Ginseng requires some type of shade source. In the woods the trees provide the shade to help protect the plants from the direct sunlight. For those that have a woods containing harwood trees planting among these trees may be an ideal location. Looking at the underbrush growing in a woods is a good indication of the amount of sulight reaching the forest floor. A small amount of underbrush growing will usually indicate the correct amount of shade. If there is no underbrush growing there is probably too much shade and the ginseng will not grow. Thick underbrush usually indicates too much light and the ginseng will die after sprouting. For those that are interested in trying to grow ginseng in your garden or home finding the correct location may be a little more difficult.

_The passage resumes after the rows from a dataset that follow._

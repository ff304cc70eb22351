//! Game configuration with documented defaults
//!
//! Values can be loaded from TOML; any field left out keeps its default.

use serde::{Deserialize, Serialize};
use std::fs;
use std::path::Path;

use crate::core::error::{HuntError, Result};

/// Longest per-turn time limit or turn delay accepted (one day)
pub const MAX_WAIT_SECS: f64 = 86_400.0;

/// Configuration for one episode
#[derive(Debug, Clone, PartialEq, Serialize, Deserialize)]
#[serde(default)]
pub struct GameConfig {
    // === EPISODE ===
    /// Number of targets spawned at the start of an episode
    pub targets: usize,

    /// Hard cap on episode length
    ///
    /// The episode also ends as soon as every target is captured.
    pub max_turns: u32,

    // === SCORING ===
    /// One-time reward for each captured target
    pub capture_reward: i64,

    /// Cost charged per still-alive target at the end of every turn
    pub turn_penalty: i64,

    // === AGENT ===
    /// Wall-clock time the agent has to commit a move each turn (seconds)
    ///
    /// Commits arriving after this are silently dropped and the hunter stays put.
    pub time_limit_secs: f64,

    /// Particle population size per target for the tracking agent
    pub particles_per_target: usize,

    // === REPORTING ===
    /// 0 = observations only, 1 = also agent beliefs, 2 = also ground truth
    pub information_level: u8,

    /// Pause after each turn (seconds). Only the CLI honours this.
    pub turn_delay_secs: f64,

    /// RNG seed. A random seed is drawn when absent.
    pub seed: Option<u64>,
}

impl Default for GameConfig {
    fn default() -> Self {
        Self {
            targets: 4,
            max_turns: 1000,
            capture_reward: 1000,
            turn_penalty: 1,
            time_limit_secs: 1.0,
            particles_per_target: 2000,
            information_level: 0,
            turn_delay_secs: 0.0,
            seed: None,
        }
    }
}

impl GameConfig {
    pub fn new() -> Self {
        Self::default()
    }

    /// Validate configuration for internal consistency
    pub fn validate(&self) -> Result<()> {
        if self.max_turns == 0 {
            return Err(HuntError::InvalidConfig("max_turns must be at least 1".into()));
        }

        if self.particles_per_target == 0 {
            return Err(HuntError::InvalidConfig(
                "particles_per_target must be positive".into(),
            ));
        }

        if !(0.0..=MAX_WAIT_SECS).contains(&self.time_limit_secs) {
            return Err(HuntError::InvalidConfig(format!(
                "time_limit_secs ({}) must be between 0 and {}",
                self.time_limit_secs, MAX_WAIT_SECS
            )));
        }

        if !(0.0..=MAX_WAIT_SECS).contains(&self.turn_delay_secs) {
            return Err(HuntError::InvalidConfig(format!(
                "turn_delay_secs ({}) must be between 0 and {}",
                self.turn_delay_secs, MAX_WAIT_SECS
            )));
        }

        if self.information_level > 2 {
            return Err(HuntError::InvalidConfig(format!(
                "information_level ({}) must be 0, 1 or 2",
                self.information_level
            )));
        }

        Ok(())
    }
}

/// Load and validate a config from a TOML file
pub fn load_config(path: impl AsRef<Path>) -> Result<GameConfig> {
    let contents = fs::read_to_string(path.as_ref())?;
    let config: GameConfig = toml::from_str(&contents)?;
    config.validate()?;
    Ok(config)
}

The most important thing is that the ginseng plants do not receive direct sunlight from mid morning until late afternoon (approximately 70% shade is ideal). A large tree or an overhang on the house may provide the proper shade.
Once a location has been selected the site can be prepared for planting. When planting small amounts of seed it often works best to rake back the leaves in an area suitable for ginseng (assuming you are in the woods) and scatter the ginseng seed on the ground. The seeds can then be raked gently into the ground or simply stepped on to press the seeds slightly into the soil. Ginseng seed should never be planted more than 1/4" deep. Once the seed has been planted the leaves should be raked back over the seed to help protect the seed from drying out and also hide the seed from rodents and other predators. In areas not in the woods the same instructions can be followed but some other type of mulch such as straw may be used if leaves are not available.
For larger areas being planted with ginseng the soil can be tilled slightly and raised beds can be made to help promote proper drainage. Artificial shade may also be an alternative if the proper amount of shade is not available in the woods.
The first year the seedling plants will usually have three leaves and be approximately 2"-3" tall. Weeding may be necessary during the first several years. The mulch should be left on to help control the weeds and also provide protection for the roots during subsequent winters. Each Fall the leaves falling from the trees will once again blanket the plants and add an extra layer of protection for the upcoming winter.
Over the next several years the plants will "slowly" grow and begin to mature. Ginseng planted in the woods often takes 7-10 years to reach mature size.